Start of Material for this exercise

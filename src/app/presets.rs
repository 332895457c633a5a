// LogScope - app/presets.rs
//
// Preset persistence.
//
// - Saved atomically: write a sibling temp file, then rename.
// - A missing file is a normal first run. A corrupt or incompatible file
//   yields an empty store plus the error.
// - The data directory is created on first save.

use crate::core::preset::{FilterPreset, PresetFile};
use crate::util::error::{PresetError, ValidationError};
use chrono::{DateTime, Utc};
use std::path::{Path, PathBuf};

#[derive(Debug, Clone)]
pub struct PresetStore {
    path: PathBuf,
    file: PresetFile,
}

impl PresetStore {
    /// An empty store that will save to `path`.
    pub fn empty(path: impl Into<PathBuf>) -> Self {
        Self {
            path: path.into(),
            file: PresetFile::default(),
        }
    }

    /// Load presets from `path`.
    ///
    /// Always returns a usable store; the error is `Some` when the file
    /// existed but was rejected.
    pub fn load(path: impl Into<PathBuf>) -> (Self, Option<PresetError>) {
        let path = path.into();
        match read_file(&path) {
            Ok(Some(file)) => {
                tracing::debug!(
                    path = %path.display(),
                    count = file.presets.len(),
                    "Presets loaded"
                );
                (Self { path, file }, None)
            }
            Ok(None) => (Self::empty(path), None),
            Err(e) => {
                tracing::warn!(path = %path.display(), error = %e, "Preset file rejected");
                (Self::empty(path), Some(e))
            }
        }
    }

    pub fn path(&self) -> &Path {
        &self.path
    }

    pub fn presets(&self) -> &[FilterPreset] {
        &self.file.presets
    }

    pub fn get(&self, id: &str) -> Option<&FilterPreset> {
        self.file.presets.iter().find(|p| p.id == id)
    }

    /// First preset whose name matches, ignoring case.
    pub fn get_by_name(&self, name: &str) -> Option<&FilterPreset> {
        self.file
            .presets
            .iter()
            .find(|p| p.name.eq_ignore_ascii_case(name))
    }

    /// Insert or replace by id. Returns the replaced preset.
    pub fn upsert(&mut self, preset: FilterPreset) -> Result<Option<FilterPreset>, ValidationError> {
        preset.validate()?;
        match self.file.presets.iter_mut().find(|p| p.id == preset.id) {
            Some(existing) => Ok(Some(std::mem::replace(existing, preset))),
            None => {
                self.file.presets.push(preset);
                Ok(None)
            }
        }
    }

    pub fn remove(&mut self, id: &str) -> Option<FilterPreset> {
        let pos = self.file.presets.iter().position(|p| p.id == id)?;
        Some(self.file.presets.remove(pos))
    }

    /// Stamp `last_used`. Returns `false` for an unknown id.
    pub fn mark_used(&mut self, id: &str, at: DateTime<Utc>) -> bool {
        match self.file.presets.iter_mut().find(|p| p.id == id) {
            Some(p) => {
                p.mark_used(at);
                true
            }
            None => false,
        }
    }

    pub fn save(&self) -> Result<(), PresetError> {
        let io_err = |path: &Path| {
            let path = path.to_path_buf();
            move |source| PresetError::Io { path, source }
        };

        if let Some(parent) = self.path.parent() {
            std::fs::create_dir_all(parent).map_err(io_err(parent))?;
        }

        let json = serde_json::to_string_pretty(&self.file).map_err(|source| PresetError::Json {
            path: self.path.clone(),
            source,
        })?;

        let tmp = self.path.with_extension("json.tmp");
        std::fs::write(&tmp, json.as_bytes()).map_err(io_err(&tmp))?;
        if let Err(source) = std::fs::rename(&tmp, &self.path) {
            let _ = std::fs::remove_file(&tmp);
            return Err(PresetError::Io {
                path: self.path.clone(),
                source,
            });
        }

        tracing::debug!(
            path = %self.path.display(),
            count = self.file.presets.len(),
            "Presets saved"
        );
        Ok(())
    }
}

fn read_file(path: &Path) -> Result<Option<PresetFile>, PresetError> {
    let content = match std::fs::read_to_string(path) {
        Ok(c) => c,
        Err(e) if e.kind() == std::io::ErrorKind::NotFound => return Ok(None),
        Err(source) => {
            return Err(PresetError::Io {
                path: path.to_path_buf(),
                source,
            })
        }
    };
    let file: PresetFile = serde_json::from_str(&content).map_err(|source| PresetError::Json {
        path: path.to_path_buf(),
        source,
    })?;
    file.validate()?;
    Ok(Some(file))
}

End of Material for this exercise

▶ **What to work on**: Reproduce, character for character, only the lines of the preceding data that start at the line with "when the file" and end at the line with "match self.file.presets.iter_mut().find(|p| p.id == preset.id)", both included.

▶ **Response to this exercise**:
    /// Always returns a usable store; the error is `Some` when the file
    /// existed but was rejected.
    pub fn load(path: impl Into<PathBuf>) -> (Self, Option<PresetError>) {
        let path = path.into();
        match read_file(&path) {
            Ok(Some(file)) => {
                tracing::debug!(
                    path = %path.display(),
                    count = file.presets.len(),
                    "Presets loaded"
                );
                (Self { path, file }, None)
            }
            Ok(None) => (Self::empty(path), None),
            Err(e) => {
                tracing::warn!(path = %path.display(), error = %e, "Preset file rejected");
                (Self::empty(path), Some(e))
            }
        }
    }

    pub fn path(&self) -> &Path {
        &self.path
    }

    pub fn presets(&self) -> &[FilterPreset] {
        &self.file.presets
    }

    pub fn get(&self, id: &str) -> Option<&FilterPreset> {
        self.file.presets.iter().find(|p| p.id == id)
    }

    /// First preset whose name matches, ignoring case.
    pub fn get_by_name(&self, name: &str) -> Option<&FilterPreset> {
        self.file
            .presets
            .iter()
            .find(|p| p.name.eq_ignore_ascii_case(name))
    }

    /// Insert or replace by id. Returns the replaced preset.
    pub fn upsert(&mut self, preset: FilterPreset) -> Result<Option<FilterPreset>, ValidationError> {
        preset.validate()?;
        match self.file.presets.iter_mut().find(|p| p.id == preset.id) {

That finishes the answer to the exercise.